Em muitos momentos o leitor mais exaltado espumará de raiva ao ler "Why Not" (Intrínseca), livro-reportagem da jornalista Raquel Landim que mostra como os irmãos Joesley e Wesley Batista transformaram a JBS na maior empresa de carnes do mundo apostando fortemente na relação promíscua com boa parte dos políticos mais importantes de nossa história recente. Há de tudo na narrativa que funciona como uma boa retrospectiva dos escândalos de corrupção que dominaram os noticiários brasileiros nos últimos tempos: jogo de interesses, estratagemas para tentar influenciar votações no Superior Tribunal Federal, malas de dinheiro pra lá e pra cá, notas frias, gravações secretas…

Esse último item rende alguns dos melhores momentos da obra. Joesley, o mais arrojado dos irmãos, decidiu gravar conversas com pessoas do alto escalão da República a fim de negociar uma delação premiada e atenuar a pena pelos crimes que cometeu. Precisando de provas que valessem a cabeça de gente graúda, obteve áudios comprometedores de políticos como o então senador Aécio Neves e o então presidente Michel Temer. Eram tantos os grampos que em certo momento Joesley grampeou a si mesmo: à mesa com Ricardo Saud, executivo da JBS, esqueceu de desligar o gravador e registrou a conversa comprometedora que travavam – uma patetice que funciona como alívio cômico involuntário no livro de Raquel.

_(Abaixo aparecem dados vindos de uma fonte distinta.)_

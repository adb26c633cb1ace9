use crate::error::Error;
use crate::job::NotificationJob;
use async_trait::async_trait;
use chrono::{DateTime, Utc};
use std::collections::VecDeque;
use std::time::Duration;
use tokio::sync::{Mutex, Notify};
use tokio::time::Instant;
use uuid::Uuid;

/// How long a popped job stays hidden from other consumers by default.
pub const DEFAULT_LEASE: Duration = Duration::from_secs(60);

/// Durable FIFO of pending notification jobs with at-least-once hand-out.
///
/// `pop` leases the oldest ready job to exactly one caller. The job stays
/// queued but hidden until the lease runs out; the caller then either
/// `complete`s it or `reschedule`s it. A job whose lease expires without
/// either is handed out again.
#[async_trait]
pub trait JobQueue: Send + Sync {
    /// Appends `job` to the tail. The job is not handed out before `not_before`.
    async fn push(&self, job: &NotificationJob, not_before: DateTime<Utc>) -> Result<(), Error>;

    /// Leases and returns the oldest ready job, waiting at most `wait` for one
    /// to become available.
    async fn pop(&self, wait: Duration) -> Result<Option<NotificationJob>, Error>;

    /// Replaces a leased job with `job` and releases it at `not_before`.
    async fn reschedule(&self, job: &NotificationJob, not_before: DateTime<Utc>)
        -> Result<(), Error>;

    /// Removes a job once it reached a terminal outcome. Unknown ids are ignored.
    async fn complete(&self, job_id: Uuid) -> Result<(), Error>;

    /// Number of queued jobs, ready, delayed or leased.
    async fn len(&self) -> Result<u64, Error>;
}

struct Entry {
    ready_at: Instant,
    job: NotificationJob,
}

/// Process-local queue used by tests and by deployments without a database.
pub struct InMemoryJobQueue {
    entries: Mutex<VecDeque<Entry>>,
    pushed: Notify,
    lease: Duration,
}

impl Default for InMemoryJobQueue {
    fn default() -> Self {
        Self {
            entries: Mutex::new(VecDeque::new()),
            pushed: Notify::new(),
            lease: DEFAULT_LEASE,
        }
    }
}

impl InMemoryJobQueue {
    pub fn new() -> Self {
        Self::default()
    }

    pub fn with_lease(mut self, lease: Duration) -> Self {
        self.lease = lease;
        self
    }

    fn ready_at(not_before: DateTime<Utc>) -> Instant {
        let delay = (not_before - Utc::now()).to_std().unwrap_or(Duration::ZERO);
        Instant::now() + delay
    }
}

#[async_trait]
impl JobQueue for InMemoryJobQueue {
    async fn push(&self, job: &NotificationJob, not_before: DateTime<Utc>) -> Result<(), Error> {
        self.entries.lock().await.push_back(Entry {
            ready_at: Self::ready_at(not_before),
            job: job.clone(),
        });
        self.pushed.notify_one();
        Ok(())
    }

    async fn pop(&self, wait: Duration) -> Result<Option<NotificationJob>, Error> {
        let deadline = Instant::now() + wait;

        loop {
            let next_ready_at = {
                let mut entries = self.entries.lock().await;
                let now = Instant::now();
                if let Some(entry) = entries.iter_mut().find(|e| e.ready_at <= now) {
                    entry.ready_at = now + self.lease;
                    return Ok(Some(entry.job.clone()));
                }
                entries.iter().map(|e| e.ready_at).min()
            };

            if Instant::now() >= deadline {
                return Ok(None);
            }

            let wake_at = next_ready_at.map_or(deadline, |ready_at| ready_at.min(deadline));
            let _ = tokio::time::timeout_at(wake_at, self.pushed.notified()).await;
        }
    }

    async fn reschedule(
        &self,
        job: &NotificationJob,
        not_before: DateTime<Utc>,
    ) -> Result<(), Error> {
        {
            let mut entries = self.entries.lock().await;
            entries.retain(|e| e.job.id != job.id);
            entries.push_back(Entry {
                ready_at: Self::ready_at(not_before),
                job: job.clone(),
            });
        }
        self.pushed.notify_one();
        Ok(())
    }

    async fn complete(&self, job_id: Uuid) -> Result<(), Error> {
        self.entries.lock().await.retain(|e| e.job.id != job_id);
        Ok(())
    }

    async fn len(&self) -> Result<u64, Error> {
        Ok(self.entries.lock().await.len() as u64)
    }
}

#[cfg(test)]
mod tests {
    use super::*;
    use std::collections::BTreeMap;

    fn job(title: &str) -> NotificationJob {
        NotificationJob::new(1, "token", title, "body", BTreeMap::new())
    }

    #[tokio::test]
    async fn pops_in_fifo_order() {
        let queue = InMemoryJobQueue::new();
        queue.push(&job("first"), Utc::now()).await.unwrap();
        queue.push(&job("second"), Utc::now()).await.unwrap();

        assert_eq!(queue.len().await.unwrap(), 2);
        let first = queue.pop(Duration::ZERO).await.unwrap().unwrap();
        let second = queue.pop(Duration::ZERO).await.unwrap().unwrap();
        assert_eq!(first.title, "first");
        assert_eq!(second.title, "second");
        assert!(queue.pop(Duration::ZERO).await.unwrap().is_none());
    }

    #[tokio::test(start_paused = true)]
    async fn delayed_job_is_held_back_until_due() {
        let queue = InMemoryJobQueue::new();
        queue
            .push(&job("later"), Utc::now() + chrono::Duration::seconds(30))
            .await
            .unwrap();
        queue.push(&job("now"), Utc::now()).await.unwrap();

        let ready = queue.pop(Duration::ZERO).await.unwrap().unwrap();
        assert_eq!(ready.title, "now");
        assert!(queue.pop(Duration::from_secs(5)).await.unwrap().is_none());

        let later = queue.pop(Duration::from_secs(60)).await.unwrap().unwrap();
        assert_eq!(later.title, "later");
    }

    #[tokio::test]
    async fn waiting_pop_wakes_on_push() {
        let queue = std::sync::Arc::new(InMemoryJobQueue::new());
        let consumer = {
            let queue = queue.clone();
            tokio::spawn(async move { queue.pop(Duration::from_secs(5)).await })
        };

        tokio::task::yield_now().await;
        queue.push(&job("wake"), Utc::now()).await.unwrap();

        let popped = consumer.await.unwrap().unwrap().unwrap();
        assert_eq!(popped.title, "wake");
    }

    #[tokio::test(start_paused = true)]
    async fn unfinished_job_is_handed_out_again_after_its_lease() {
        let queue = InMemoryJobQueue::new().with_lease(Duration::from_secs(30));
        queue.push(&job("leased"), Utc::now()).await.unwrap();

        let first = queue.pop(Duration::ZERO).await.unwrap().unwrap();
        assert!(queue.pop(Duration::from_secs(10)).await.unwrap().is_none());
        assert_eq!(queue.len().await.unwrap(), 1);

        let again = queue.pop(Duration::from_secs(60)).await.unwrap().unwrap();
        assert_eq!(again.id, first.id);
    }

    #[tokio::test]
    async fn completed_job_leaves_the_queue() {
        let queue = InMemoryJobQueue::new();
        queue.push(&job("done"), Utc::now()).await.unwrap();

        let leased = queue.pop(Duration::ZERO).await.unwrap().unwrap();
        queue.complete(leased.id).await.unwrap();

        assert_eq!(queue.len().await.unwrap(), 0);
    }

    #[tokio::test]
    async fn rescheduled_job_keeps_its_id_and_new_attempt() {
        let queue = InMemoryJobQueue::new();
        queue.push(&job("retry"), Utc::now()).await.unwrap();

        let mut leased = queue.pop(Duration::ZERO).await.unwrap().unwrap();
        leased.attempt = 1;
        queue.reschedule(&leased, Utc::now()).await.unwrap();

        assert_eq!(queue.len().await.unwrap(), 1);
        let again = queue.pop(Duration::ZERO).await.unwrap().unwrap();
        assert_eq!(again.id, leased.id);
        assert_eq!(again.attempt, 1);
    }
}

Alívio bem-vindo, pois o que temos nas mais de 400 páginas é uma série de desgostos republicanos. Por mais conhecidas que sejam, as sacanagens ganham nova força ao estarem reunidas em um único volume e encaradas de uma só vez pelo leitor, deixando de ser episódios pontuais e muitas vezes espaçados para se transformar em uma única grande história de bandidagem.

Wesley, Zé Mineiro e Joesley.

História que começa licitamente em 1953, quando José Batista Sobrinho, o Zé Mineiro, pai de Joesley e Wesley, compra um açougue em Anápolis. Aos poucos o negócio cresce. Após Brasília ser construída, passam a abastecer o Palácio da Alvorada durante o governo de Juscelino Kubitschek, estabelecendo assim um contato com o poder que seria exacerbado décadas depois. Com os irmãos já à frente do frigorífico, durante os anos de governo petista a JBS é turbinada por empréstimos do BNDES e dá o salto de grande empresa para o gigantesco negócio que engole concorrentes no Brasil e se estabelece em países como Estados Unidos e Argentina.

Se num primeiro momento a JBS se torna uma das principais financiadoras do projeto político do PT, a partir de 2010 passa a funcionar como uma espécie de banco para o financiamento dos principais partidos políticos do país, mantendo parte considerável dos caciques mais influentes de Brasília no bolso, algo fundamental para que seus interesses fossem atendidos. Arquitetando um império, os irmãos ainda apostaram em outros mercados: celulose, calçados, setor bancário… Ironicamente, só desistiram de se tornar também empreiteiros porque ficaram surpresos ao notar como a construção civil no Brasil era sustentada pela corrupção.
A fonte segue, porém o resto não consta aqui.